Si je tenais à être poli, je saluerais en M. André Gide une de ces intelligences critiques que leur délicatesse scrupuleuse paralyse. Je préfère être vrai et, franchement, je crois que c’est leur impuissance créatrice qui entraîne ces esprits à se développer en grâce fine et sournoise. Un toucher subtil ne rend personne aveugle et ce n’est pas parce qu’on a de la malice qu’on devient bossu.

Mais il est agréable de jouir de la malice en tâchant d’oublier la bosse. J’écoute volontiers M. André Gide quand il expose ses opinions critiques et j’aime à lire par dessus son épaule ses souriantes Lettres à Angèle.

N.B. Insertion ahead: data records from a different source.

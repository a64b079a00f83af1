//! HTTP routes for post types
//!
//! | Method | Path | Success |
//! |---|---|---|
//! | `GET` | `/api/post-types?filter=..&sort=..&q=..` | 200, list |
//! | `POST` | `/api/post-types` | 201, created entity |
//! | `GET` | `/api/post-types/{id}` | 200 |
//! | `PUT` | `/api/post-types/{id}` | 200, updated entity |
//! | `DELETE` | `/api/post-types/{id}` | 204 |
//! | `GET` | `/health` | 200 |
//!
//! `filter` and `sort` may repeat. Filters use the textual
//! `name:operator:value[:dataType]` encoding, sorts `name[:asc|desc]`, and
//! both accept a leading `@` for EAV attributes. `q` searches every text
//! column. Errors are rendered by [`Error`]'s `IntoResponse`.

use std::sync::Arc;

use axum::{
    extract::{
        rejection::{JsonRejection, PathRejection},
        Path, Query, State,
    },
    http::StatusCode,
    response::IntoResponse,
    routing::get,
    Json, Router,
};
use chrono::Utc;
use serde::{Deserialize, Serialize};

use crate::domain::{CreatePostType, PostType, PostTypeService};
use crate::error::{Error, Result};
use crate::model::{CreateFor, EntityMeta};
use crate::repository::{Filter, Repository, Sort, TransactionManager};

/// Body of `PUT /api/post-types/{id}`
#[derive(Debug, Clone, PartialEq, Eq, Serialize, Deserialize)]
pub struct UpdatePostType {
    /// New code
    pub code: String,
    /// New display name
    pub name: String,
    /// Version the client last read
    pub version: i32,
}

/// Health check payload
#[derive(Debug, Clone, Serialize, Deserialize)]
pub struct HealthResponse {
    /// Always `ok`
    pub status: String,
    /// Crate version
    pub version: String,
}

/// Build the application router
///
/// # Example
///
/// ```rust
/// use std::sync::Arc;
///
/// use content_service::api;
/// use content_service::cache::TypeMapCache;
/// use content_service::domain::PostTypeService;
/// use content_service::repository::memory::{MemoryRepository, MemoryStore};
///
/// let store = MemoryStore::new();
/// let service = PostTypeService::new(
///     Arc::new(MemoryRepository::new(store.clone())),
///     Arc::new(store),
///     Arc::new(TypeMapCache::new()),
/// );
/// let app: axum::Router = api::router(service);
/// ```
pub fn router<R, M>(post_types: PostTypeService<R, M>) -> Router
where
    R: Repository<Entity = PostType, Create = CreatePostType>,
    M: TransactionManager<Tx = R::Tx>,
{
    Router::new()
        .route("/health", get(health))
        .route(
            "/api/post-types",
            get(list_post_types::<R, M>).post(create_post_type::<R, M>),
        )
        .route(
            "/api/post-types/{id}",
            get(get_post_type::<R, M>)
                .put(update_post_type::<R, M>)
                .delete(delete_post_type::<R, M>),
        )
        .with_state(Arc::new(post_types))
}

type SharedService<R, M> = State<Arc<PostTypeService<R, M>>>;

async fn health() -> Json<HealthResponse> {
    Json(HealthResponse {
        status: "ok".to_string(),
        version: env!("CARGO_PKG_VERSION").to_string(),
    })
}

/// Split repeated `filter`, `sort` and `q` parameters
fn parse_list_query(params: Vec<(String, String)>) -> Result<(Vec<Filter>, Vec<Sort>)> {
    let mut filters = Vec::new();
    let mut sorts = Vec::new();

    for (key, value) in params {
        match key.as_str() {
            "filter" => filters.push(value.parse::<Filter>()?),
            "sort" => sorts.push(value.parse::<Sort>()?),
            "q" => {
                let text = value.trim();
                if !text.is_empty() {
                    filters.push(Filter::search(text));
                }
            }
            other => {
                return Err(Error::BadRequest(format!(
                    "Unknown query parameter '{}'",
                    other
                )))
            }
        }
    }

    Ok((filters, sorts))
}

fn path_id(id: std::result::Result<Path<i32>, PathRejection>) -> Result<i32> {
    id.map(|Path(id)| id)
        .map_err(|rejection| Error::BadRequest(rejection.body_text()))
}

fn json_body<T>(payload: std::result::Result<Json<T>, JsonRejection>) -> Result<T> {
    payload
        .map(|Json(body)| body)
        .map_err(|rejection| Error::BadRequest(rejection.body_text()))
}

async fn list_post_types<R, M>(
    State(service): SharedService<R, M>,
    Query(params): Query<Vec<(String, String)>>,
) -> Result<Json<Vec<PostType>>>
where
    R: Repository<Entity = PostType, Create = CreatePostType>,
    M: TransactionManager<Tx = R::Tx>,
{
    let (filters, sorts) = parse_list_query(params)?;
    Ok(Json(service.get_many(filters, sorts).await?))
}

async fn get_post_type<R, M>(
    State(service): SharedService<R, M>,
    id: std::result::Result<Path<i32>, PathRejection>,
) -> Result<Json<PostType>>
where
    R: Repository<Entity = PostType, Create = CreatePostType>,
    M: TransactionManager<Tx = R::Tx>,
{
    let id = path_id(id)?;
    Ok(Json(service.get_by_id(id).await?))
}

async fn create_post_type<R, M>(
    State(service): SharedService<R, M>,
    payload: std::result::Result<Json<CreatePostType>, JsonRejection>,
) -> Result<impl IntoResponse>
where
    R: Repository<Entity = PostType, Create = CreatePostType>,
    M: TransactionManager<Tx = R::Tx>,
{
    let input = json_body(payload)?;
    let created = service.create(input).await?;
    tracing::info!(id = created.meta.id, code = %created.code, "post type created");
    Ok((StatusCode::CREATED, Json(created)))
}

async fn update_post_type<R, M>(
    State(service): SharedService<R, M>,
    id: std::result::Result<Path<i32>, PathRejection>,
    payload: std::result::Result<Json<UpdatePostType>, JsonRejection>,
) -> Result<Json<PostType>>
where
    R: Repository<Entity = PostType, Create = CreatePostType>,
    M: TransactionManager<Tx = R::Tx>,
{
    let id = path_id(id)?;
    let UpdatePostType {
        code,
        name,
        version,
    } = json_body(payload)?;

    // identity and timestamps are replaced by the stored ones
    let candidate = CreatePostType { code, name }.into_entity(EntityMeta {
        version,
        ..EntityMeta::fresh(id, Utc::now())
    });
    Ok(Json(service.update(id, candidate).await?))
}

async fn delete_post_type<R, M>(
    State(service): SharedService<R, M>,
    id: std::result::Result<Path<i32>, PathRejection>,
) -> Result<StatusCode>
where
    R: Repository<Entity = PostType, Create = CreatePostType>,
    M: TransactionManager<Tx = R::Tx>,
{
    let id = path_id(id)?;
    match service.delete_by_id(id).await? {
        0 => Err(Error::NotFound(format!("post_type {} not found", id))),
        _ => Ok(StatusCode::NO_CONTENT),
    }
}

L’auteur des Lettres à Angèle est un protestant dont le protestantisme aboutit « à la plus grande libération. » Il est toujours pour la liberté, contre l’unité. Il a raison, quand il s’agit de ces unités extérieures qui emprisonnent l’individu dans la foule et le forcent à marcher au pas des autres, dans la direction des autres. Je l’approuve aussi de condamner l’unité hypocrite qui enferme mon présent et mon avenir dans mon passé et qui me défend, lorsque j’ai grandi, de rejeter les vêtements courts ou étroits. Il est bon et juste de revendiquer le droit de changer. Mais, si la plupart des unités qu’on vante sont des diminutions et des apparences, certaines âmes ont une noble continuité immobile ou progressive. Quand il s’agit de celles-là, je ne suis plus avec M. André Gide. Il ne faut mépriser ni tous ceux qui changent, ni tous ceux qui ne changent pas. Le critère accepté par M. Gide est aussi trompeur que celui qu’il repousse. Je trouve même supérieurs à tous les harmonieux, ceux qui ont une unité réelle dont le principe est intérieur. J’accorde qu’ils sont rares — comme tout ce qui est vraiment beau. Ils n’en sont que plus admirables.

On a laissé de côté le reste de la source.